EXERCISE BRIEF: Each line from the beginning of the entries below through the line that includes "use uuid::Uuid;" must be returned exactly as given.

GIVEN DATA:

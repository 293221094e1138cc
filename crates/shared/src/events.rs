//! 集成事件契约
//!
//! 定义跨服务传输的不可变事件负载。每个事件都携带统一的元数据
//! （事件 ID、UTC 创建时间、可选的关联 ID），序列化为 camelCase JSON。
//! 事件描述已经发生的事实，发布后不可修改，消费方必须按至少一次投递语义处理。

use chrono::{DateTime, Utc};
use rust_decimal::Decimal;
use serde::{Deserialize, Serialize};
use uuid::Uuid;

// ---------------------------------------------------------------------------
// EventMeta — 事件统一元数据
// ---------------------------------------------------------------------------

/// 事件元数据，内嵌（flatten）到每个事件负载中
#[derive(Debug, Clone, Serialize, Deserialize)]
#[serde(rename_all = "camelCase")]
pub struct EventMeta {
    /// 发布时生成的唯一事件 ID
    pub event_id: Uuid,
    /// UTC 创建时间
    pub created_at: DateTime<Utc>,
    /// 跨服务链路追踪用的关联 ID
    #[serde(default, skip_serializing_if = "Option::is_none")]
    pub correlation_id: Option<String>,
}

impl EventMeta {
    /// 创建新的事件元数据，事件 ID 使用 UUIDv7（时间有序，便于排查）
    pub fn new() -> Self {
        Self {
            event_id: Uuid::now_v7(),
            created_at: Utc::now(),
            correlation_id: None,
        }
    }

    /// 创建携带关联 ID 的事件元数据
    pub fn with_correlation(correlation_id: impl Into<String>) -> Self {
        Self {
            correlation_id: Some(correlation_id.into()),
            ..Self::new()
        }
    }
}

impl Default for EventMeta {
    fn default() -> Self {
        Self::new()
    }
}

// ---------------------------------------------------------------------------
// 条目快照
// ---------------------------------------------------------------------------

/// 订单行快照，随 OrderCreated / OrderCancelled 传输
#[derive(Debug, Clone, Serialize, Deserialize)]
#[serde(rename_all = "camelCase")]
pub struct OrderItemInfo {
    pub product_id: Uuid,
    pub quantity: i32,
    pub unit_price: Decimal,
}

/// 购物车条目快照，随 CartAbandoned 传输
#[derive(Debug, Clone, Serialize, Deserialize)]
#[serde(rename_all = "camelCase")]
pub struct CartItemInfo {
    pub product_id: Uuid,
    pub product_name: String,
    pub quantity: i32,
    pub unit_price: Decimal,
}

// ---------------------------------------------------------------------------
// 订单事件
// ---------------------------------------------------------------------------

/// 订单创建成功（本地事务已提交、库存已同步扣减）后发布
#[derive(Debug, Clone, Serialize, Deserialize)]
#[serde(rename_all = "camelCase")]
pub struct OrderCreated {
    #[serde(flatten)]
    pub meta: EventMeta,
    pub order_id: Uuid,
    pub client_id: Uuid,
    pub client_email: String,
    pub client_name: String,
    pub total: Decimal,
    pub items: Vec<OrderItemInfo>,
}

/// 订单取消后发布，驱动库存返还等补偿动作
#[derive(Debug, Clone, Serialize, Deserialize)]
#[serde(rename_all = "camelCase")]
pub struct OrderCancelled {
    #[serde(flatten)]
    pub meta: EventMeta,
    pub order_id: Uuid,
    pub client_id: Uuid,
    pub client_email: String,
    pub client_name: String,
    pub total: Decimal,
    pub cancellation_reason: String,
    #[serde(default, skip_serializing_if = "Option::is_none")]
    pub payment_id: Option<Uuid>,
    pub items: Vec<OrderItemInfo>,
    pub cancelled_at: DateTime<Utc>,
}

// ---------------------------------------------------------------------------
// 支付事件
// ---------------------------------------------------------------------------

/// 支付成功后发布
#[derive(Debug, Clone, Serialize, Deserialize)]
#[serde(rename_all = "camelCase")]
pub struct PaymentCompleted {
    #[serde(flatten)]
    pub meta: EventMeta,
    pub payment_id: Uuid,
    pub order_id: Uuid,
    pub client_id: Uuid,
    pub client_email: String,
    pub client_name: String,
    pub amount: Decimal,
    pub payment_method: String,
    #[serde(default, skip_serializing_if = "Option::is_none")]
    pub transaction_id: Option<String>,
    pub paid_at: DateTime<Utc>,
}

/// 支付失败后发布。payment_id 可能为空——
/// 支付记录尚未落库前失败时没有可引用的 ID。
#[derive(Debug, Clone, Serialize, Deserialize)]
#[serde(rename_all = "camelCase")]
pub struct PaymentFailed {
    #[serde(flatten)]
    pub meta: EventMeta,
    #[serde(default, skip_serializing_if = "Option::is_none")]
    pub payment_id: Option<Uuid>,
    pub order_id: Uuid,
    pub client_id: Uuid,
    pub client_email: String,
    pub amount: Decimal,
    #[serde(default, skip_serializing_if = "Option::is_none")]
    pub error_code: Option<String>,
    pub error_message: String,
    pub failed_at: DateTime<Utc>,
}

/// 退款完成后发布
#[derive(Debug, Clone, Serialize, Deserialize)]
#[serde(rename_all = "camelCase")]
pub struct RefundProcessed {
    #[serde(flatten)]
    pub meta: EventMeta,
    pub payment_id: Uuid,
    pub order_id: Uuid,
    pub client_id: Uuid,
    pub client_email: String,
    pub refund_amount: Decimal,
    pub reason: String,
    #[serde(default, skip_serializing_if = "Option::is_none")]
    pub refund_transaction_id: Option<String>,
    pub refunded_at: DateTime<Utc>,
}

// ---------------------------------------------------------------------------
// 购物车 / 商品目录 / 客户事件
// ---------------------------------------------------------------------------

/// 购物车长时间未活跃被判定为放弃时发布，每个购物车至多一次
#[derive(Debug, Clone, Serialize, Deserialize)]
#[serde(rename_all = "camelCase")]
pub struct CartAbandoned {
    #[serde(flatten)]
    pub meta: EventMeta,
    pub cart_id: Uuid,
    pub client_id: Uuid,
    pub client_email: String,
    pub client_name: String,
    pub total: Decimal,
    pub item_count: i32,
    pub items: Vec<CartItemInfo>,
    pub last_activity_at: DateTime<Utc>,
    pub abandoned_at: DateTime<Utc>,
}

/// 库存变动后发布
#[derive(Debug, Clone, Serialize, Deserialize)]
#[serde(rename_all = "camelCase")]
pub struct StockUpdated {
    #[serde(flatten)]
    pub meta: EventMeta,
    pub product_id: Uuid,
    pub previous_stock: i32,
    pub current_stock: i32,
    pub updated_at: DateTime<Utc>,
}

impl StockUpdated {
    /// 是否由无货恢复为有货
    pub fn is_back_in_stock(&self) -> bool {
        self.previous_stock <= 0 && self.current_stock > 0
    }

    /// 是否由有货变为无货
    pub fn is_out_of_stock(&self) -> bool {
        self.previous_stock > 0 && self.current_stock <= 0
    }
}

/// 客户注册完成后发布（本核心只定义契约，不消费）
#[derive(Debug, Clone, Serialize, Deserialize)]
#[serde(rename_all = "camelCase")]
pub struct CustomerRegistered {
    #[serde(flatten)]
    pub meta: EventMeta,
    pub customer_id: Uuid,
    pub email: String,
    pub first_name: String,
    pub last_name: String,
    pub registered_at: DateTime<Utc>,
}
//! 订单服务
//!
//! 负责订单创建编排（本地事务 + 同步库存扣减 + OrderCreated 事件）、
//! 订单状态机校验、支付结果消费以及订单查询 API。

pub mod catalog_client;
pub mod consumer;
pub mod error;
pub mod model;
pub mod orchestrator;
pub mod routes;
pub mod state_machine;
pub mod store;
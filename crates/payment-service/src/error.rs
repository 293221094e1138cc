//! 支付服务 HTTP 错误响应
//!
//! 与其他服务一致的 problem-details 响应体。网关侧错误映射为 502，
//! 网关超时映射为 504，调用方可据此区分自身问题与上游问题。

use axum::http::StatusCode;
use axum::response::{IntoResponse, Response};
use serde_json::json;

use shop_shared::error::ShopError;

#[derive(Debug)]
pub struct ApiError(pub ShopError);

impl ApiError {
    pub fn status_code(&self) -> StatusCode {
        match &self.0 {
            ShopError::Validation { .. } => StatusCode::BAD_REQUEST,
            ShopError::NotFound { .. } => StatusCode::NOT_FOUND,
            ShopError::InvalidStateTransition { .. } | ShopError::InsufficientStock { .. } => {
                StatusCode::CONFLICT
            }
            ShopError::Gateway { .. } | ShopError::ExternalService { .. } => {
                StatusCode::BAD_GATEWAY
            }
            ShopError::ExternalServiceTimeout { .. } => StatusCode::GATEWAY_TIMEOUT,
            ShopError::Database(_)
            | ShopError::Redis(_)
            | ShopError::Kafka(_)
            | ShopError::Config(_)
            | ShopError::Internal(_) => StatusCode::INTERNAL_SERVER_ERROR,
        }
    }

    pub fn problem_type(&self) -> String {
        format!(
            "/errors/{}",
            self.0.code().to_lowercase().replace('_', "-")
        )
    }
}

impl IntoResponse for ApiError {
    fn into_response(self) -> Response {
        let status = self.status_code();

        let title = match &self.0 {
            ShopError::Database(e) => {
                tracing::error!(error = %e, "数据库操作失败");
                "服务内部错误，请稍后重试".to_string()
            }
            ShopError::Redis(e) => {
                tracing::error!(error = %e, "Redis 操作失败");
                "服务内部错误，请稍后重试".to_string()
            }
            ShopError::Kafka(e) => {
                tracing::error!(error = %e, "Kafka 操作失败");
                "服务内部错误，请稍后重试".to_string()
            }
            ShopError::Internal(e) | ShopError::Config(e) => {
                tracing::error!(error = %e, "内部错误");
                "服务内部错误，请稍后重试".to_string()
            }
            other => other.to_string(),
        };

        let mut body = json!({
            "type": self.problem_type(),
            "title": title,
            "status": status.as_u16(),
        });

        if let ShopError::Validation { errors } = &self.0
            && let Some(obj) = body.as_object_mut()
        {
            obj.insert("errors".to_string(), json!(errors));
        }

        (status, axum::Json(body)).into_response()
    }
}

impl From<ShopError> for ApiError {
    fn from(err: ShopError) -> Self {
        Self(err)
    }
}

impl From<validator::ValidationErrors> for ApiError {
    fn from(errors: validator::ValidationErrors) -> Self {
        Self(ShopError::from(errors))
    }
}

pub type Result<T> = std::result::Result<T, ApiError>;

#[cfg(test)]
mod tests {
    use super::*;

    #[test]
    fn test_gateway_errors_map_to_bad_gateway() {
        let err = ApiError(ShopError::Gateway {
            code: Some("card_declined".into()),
            message: "Your card was declined.".into(),
        });
        assert_eq!(err.status_code(), StatusCode::BAD_GATEWAY);
        assert_eq!(err.problem_type(), "/errors/gateway-error");

        let timeout = ApiError(ShopError::ExternalServiceTimeout {
            service: "stripe".into(),
        });
        assert_eq!(timeout.status_code(), StatusCode::GATEWAY_TIMEOUT);
    }

    #[test]
    fn test_refund_conflict_maps_to_409() {
        let err = ApiError(ShopError::InvalidStateTransition {
            current: "Pending".into(),
            requested: "Refunded".into(),
        });
        assert_eq!(err.status_code(), StatusCode::CONFLICT);
        assert_eq!(err.problem_type(), "/errors/invalid-state-transition");
    }

    #[tokio::test]
    async fn test_validation_response_carries_errors_map() {
        let err = ApiError(ShopError::validation("token", "支付令牌不能为空"));
        let response = err.into_response();
        assert_eq!(response.status(), StatusCode::BAD_REQUEST);

        let bytes = axum::body::to_bytes(response.into_body(), usize::MAX)
            .await
            .unwrap();
        let body: serde_json::Value = serde_json::from_slice(&bytes).unwrap();
        assert_eq!(body["type"], "/errors/validation-error");
        assert_eq!(body["errors"]["token"][0], "支付令牌不能为空");
    }

    #[tokio::test]
    async fn test_database_error_hides_details() {
        let err = ApiError(ShopError::Internal("pool timed out".into()));
        let response = err.into_response();
        assert_eq!(response.status(), StatusCode::INTERNAL_SERVER_ERROR);

        let bytes = axum::body::to_bytes(response.into_body(), usize::MAX)
            .await
            .unwrap();
        let body: serde_json::Value = serde_json::from_slice(&bytes).unwrap();
        assert_eq!(body["title"], "服务内部错误，请稍后重试");
    }
}
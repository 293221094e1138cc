//! 重试策略与执行器
//!
//! 提供指数退避重试机制，用于瞬时故障（网络抖动、数据库连接池满等）的自动恢复。
//! 业务逻辑错误（如参数无效）不应被重试——由调用方通过 `is_retryable` 闭包控制。

use std::future::Future;
use std::time::Duration;

use tracing::{info, warn};

use crate::config::KafkaConfig;
use crate::error::ShopError;

// ---------------------------------------------------------------------------
// RetryPolicy — 重试策略配置
// ---------------------------------------------------------------------------

/// 重试策略配置
///
/// 使用指数退避避免重试风暴：首次失败等 5 秒，第 2 次等 10 秒，
/// 第 3 次等 20 秒...直到达到最大间隔或最大重试次数。
#[derive(Debug, Clone)]
pub struct RetryPolicy {
    /// 最大重试次数（不含首次执行）
    pub max_retries: u32,
    /// 首次重试前的等待时间
    pub initial_delay: Duration,
    /// 退避时间上限，防止等待过长
    pub max_delay: Duration,
    /// 每次重试的退避倍数
    pub multiplier: f64,
}

impl Default for RetryPolicy {
    /// 默认策略：最多重试 3 次，初始等待 5 秒，最大等待 60 秒，倍数 2.0
    ///
    /// 与消息总线的交付策略保持一致：消费失败重试 3 次（间隔 5 秒）后
    /// 进入死信队列。
    fn default() -> Self {
        Self {
            max_retries: 3,
            initial_delay: Duration::from_secs(5),
            max_delay: Duration::from_secs(60),
            multiplier: 2.0,
        }
    }
}

impl RetryPolicy {
    /// 从 Kafka 配置构造消费端重试策略
    pub fn from_kafka(config: &KafkaConfig) -> Self {
        Self {
            max_retries: config.max_retries,
            initial_delay: Duration::from_secs(config.retry_delay_seconds),
            ..Self::default()
        }
    }

    /// 计算第 N 次重试的等待时间（attempt 从 0 开始）
    ///
    /// 公式: initial_delay * multiplier^attempt，结果不超过 max_delay。
    /// 使用 f64 运算后再转回 Duration，接受微秒级精度损失——
    /// 对秒级退避场景而言完全可接受。
    pub fn delay_for_attempt(&self, attempt: u32) -> Duration {
        let base_ms = self.initial_delay.as_millis() as f64;
        let delay_ms = base_ms * self.multiplier.powi(attempt as i32);
        let capped_ms = delay_ms.min(self.max_delay.as_millis() as f64);
        Duration::from_millis(capped_ms as u64)
    }

    /// 是否应继续重试
    ///
    /// attempt 表示已经失败的次数（从 0 开始计数的重试轮次），
    /// 当 attempt < max_retries 时返回 true。
    pub fn should_retry(&self, attempt: u32) -> bool {
        attempt < self.max_retries
    }
}

// ---------------------------------------------------------------------------
// retry_with_policy — 带重试的异步执行器
// ---------------------------------------------------------------------------

/// 带重试的异步执行器
///
/// 对任意异步操作应用重试策略。仅在操作返回可重试错误时才重试，
/// 业务逻辑错误（如参数无效）不会被重试，直接向上传播。
pub async fn retry_with_policy<F, Fut, T>(
    policy: &RetryPolicy,
    operation_name: &str,
    is_retryable: impl Fn(&ShopError) -> bool,
    mut operation: F,
) -> Result<T, ShopError>
where
    F: FnMut() -> Fut,
    Fut: Future<Output = Result<T, ShopError>>,
{
    let mut attempt: u32 = 0;

    loop {
        match operation().await {
            Ok(value) => {
                if attempt > 0 {
                    info!(operation = operation_name, attempt, "操作在重试后成功");
                }
                return Ok(value);
            }
            Err(err) => {
                // 非瞬时错误不重试，直接返回
                if !is_retryable(&err) {
                    warn!(
                        operation = operation_name,
                        error = %err,
                        "操作失败且不可重试，直接返回错误"
                    );
                    return Err(err);
                }

                // 已用尽重试次数
                if !policy.should_retry(attempt) {
                    warn!(
                        operation = operation_name,
                        attempt,
                        max_retries = policy.max_retries,
                        error = %err,
                        "已达最大重试次数，放弃重试"
                    );
                    return Err(err);
                }

                let delay = policy.delay_for_attempt(attempt);
                warn!(
                    operation = operation_name,
                    attempt,
                    delay_ms = delay.as_millis() as u64,
                    error = %err,
                    "操作失败，将在退避后重试"
                );

                tokio::time::sleep(delay).await;
                attempt += 1;
            }
        }
    }
}

// ---------------------------------------------------------------------------
// 单元测试
// ---------------------------------------------------------------------------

OUTPUT BELOW:
repository 293221094e1138cc
filename crates/shared/src/events.rs
//! 集成事件契约
//!
//! 定义跨服务传输的不可变事件负载。每个事件都携带统一的元数据
//! （事件 ID、UTC 创建时间、可选的关联 ID），序列化为 camelCase JSON。
//! 事件描述已经发生的事实，发布后不可修改，消费方必须按至少一次投递语义处理。

use chrono::{DateTime, Utc};
use rust_decimal::Decimal;
use serde::{Deserialize, Serialize};
use uuid::Uuid;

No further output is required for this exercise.